→ **Given records**:
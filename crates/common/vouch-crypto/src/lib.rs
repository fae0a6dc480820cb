//! Vouch Crypto – signature primitives shared by the identity layer.
//!
//! - `KeyType`: public key types carried in `did:key` identifiers, with their multicodec tags.
//! - `Algorithm`: JWS algorithms (`ES256K`, `EdDSA`) and raw signature verification.
//! - `jws`: compact `header.payload.signature` encoding with pluggable signing.

#![forbid(unsafe_code)]

mod alg;
pub mod jws;
mod key_type;

pub use alg::{Algorithm, SignatureError, UnknownAlgorithm};
pub use jws::{sign_compact, CompactJws, JwsError, JwsHeader};
pub use key_type::{
    KeyType, KeyTypeError, ED25519_KEY_LENGTH, ED25519_MULTICODEC_PREFIX,
    SECP256K1_COMPRESSED_KEY_LENGTH, SECP256K1_MULTICODEC_PREFIX,
};
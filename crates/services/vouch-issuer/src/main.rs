use anyhow::{Context, Result};
use clap::Parser;
use std::net::SocketAddr;
use std::path::PathBuf;
use tokio::signal;
use tracing::{info, Level};
use tracing_subscriber::{fmt, EnvFilter};

use vouch_issuer::{create_app, AppState, IssuerConfig};

#[derive(Parser, Debug)]
#[clap(author, version, about, long_about = None)]
struct Args {
    /// Path to the issuer configuration file.
    #[clap(short, long, value_parser, default_value = "config/issuer.toml")]
    config: PathBuf,

    /// Overrides `listen_addr` from the configuration file.
    #[clap(long)]
    listen: Option<SocketAddr>,
}

#[tokio::main]
async fn main() -> Result<()> {
    let args = Args::parse();

    let config = IssuerConfig::load(&args.config)
        .with_context(|| format!("Failed to load configuration: {:?}", args.config))?;

    let log_level_str = config.log_level.as_deref().unwrap_or("info");
    let filter = EnvFilter::try_from_default_env()
        .or_else(|_| EnvFilter::try_new(log_level_str))
        .unwrap_or_else(|_| EnvFilter::new(Level::INFO.to_string()));
    fmt::Subscriber::builder().with_env_filter(filter).init();

    info!("Loaded configuration from: {:?}", args.config);

    let state = AppState::from_config(&config).context("Invalid issuer configuration")?;
    info!("Starting {} with DID {}", config.name, state.issuer.did);
    for offering in &config.offerings {
        info!(
            "Offering {} at POST {}",
            offering.credential_type, offering.path
        );
    }

    let app = create_app(state, &config.offerings);

    let addr = args.listen.unwrap_or(config.listen_addr);
    let listener = tokio::net::TcpListener::bind(addr)
        .await
        .with_context(|| format!("Failed to bind {}", addr))?;
    info!("listening on {}", addr);
    info!("Swagger UI available at http://{}/docs", addr);

    axum::serve(listener, app)
        .with_graceful_shutdown(async {
            let _ = signal::ctrl_c().await;
            info!("Received shutdown signal (Ctrl+C).");
        })
        .await
        .context("Server error")?;

    info!("Shutting down issuer...");
    Ok(())
}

→ **Work to be completed**:
Word for word, give the records again.

→ **Answer below**:
filename crates/common/vouch-crypto/src/lib.rs
repository fae0a6dc480820cb
//! Vouch Crypto – signature primitives shared by the identity layer.
//!
//! - `KeyType`: public key types carried in `did:key` identifiers, with their multicodec tags.
//! - `Algorithm`: JWS algorithms (`ES256K`, `EdDSA`) and raw signature verification.
//! - `jws`: compact `header.payload.signature` encoding with pluggable signing.

#![forbid(unsafe_code)]

mod alg;
pub mod jws;
mod key_type;

pub use alg::{Algorithm, SignatureError, UnknownAlgorithm};
pub use jws::{sign_compact, CompactJws, JwsError, JwsHeader};
pub use key_type::{
    KeyType, KeyTypeError, ED25519_KEY_LENGTH, ED25519_MULTICODEC_PREFIX,
    SECP256K1_COMPRESSED_KEY_LENGTH, SECP256K1_MULTICODEC_PREFIX,
};
filename crates/services/vouch-issuer/src/main.rs
use anyhow::{Context, Result};
use clap::Parser;
use std::net::SocketAddr;
use std::path::PathBuf;
use tokio::signal;
use tracing::{info, Level};
use tracing_subscriber::{fmt, EnvFilter};

use vouch_issuer::{create_app, AppState, IssuerConfig};

#[derive(Parser, Debug)]
#[clap(author, version, about, long_about = None)]
struct Args {
    /// Path to the issuer configuration file.
    #[clap(short, long, value_parser, default_value = "config/issuer.toml")]
    config: PathBuf,

    /// Overrides `listen_addr` from the configuration file.
    #[clap(long)]
    listen: Option<SocketAddr>,
}

#[tokio::main]
async fn main() -> Result<()> {
    let args = Args::parse();

    let config = IssuerConfig::load(&args.config)
        .with_context(|| format!("Failed to load configuration: {:?}", args.config))?;

    let log_level_str = config.log_level.as_deref().unwrap_or("info");
    let filter = EnvFilter::try_from_default_env()
        .or_else(|_| EnvFilter::try_new(log_level_str))
        .unwrap_or_else(|_| EnvFilter::new(Level::INFO.to_string()));
    fmt::Subscriber::builder().with_env_filter(filter).init();

    info!("Loaded configuration from: {:?}", args.config);

    let state = AppState::from_config(&config).context("Invalid issuer configuration")?;
    info!("Starting {} with DID {}", config.name, state.issuer.did);
    for offering in &config.offerings {
        info!(
            "Offering {} at POST {}",
            offering.credential_type, offering.path
        );
    }

    let app = create_app(state, &config.offerings);

    let addr = args.listen.unwrap_or(config.listen_addr);
    let listener = tokio::net::TcpListener::bind(addr)
        .await
        .with_context(|| format!("Failed to bind {}", addr))?;
    info!("listening on {}", addr);
    info!("Swagger UI available at http://{}/docs", addr);

    axum::serve(listener, app)
        .with_graceful_shutdown(async {
            let _ = signal::ctrl_c().await;
            info!("Received shutdown signal (Ctrl+C).");
        })
        .await
        .context("Server error")?;

    info!("Shutting down issuer...");
    Ok(())
}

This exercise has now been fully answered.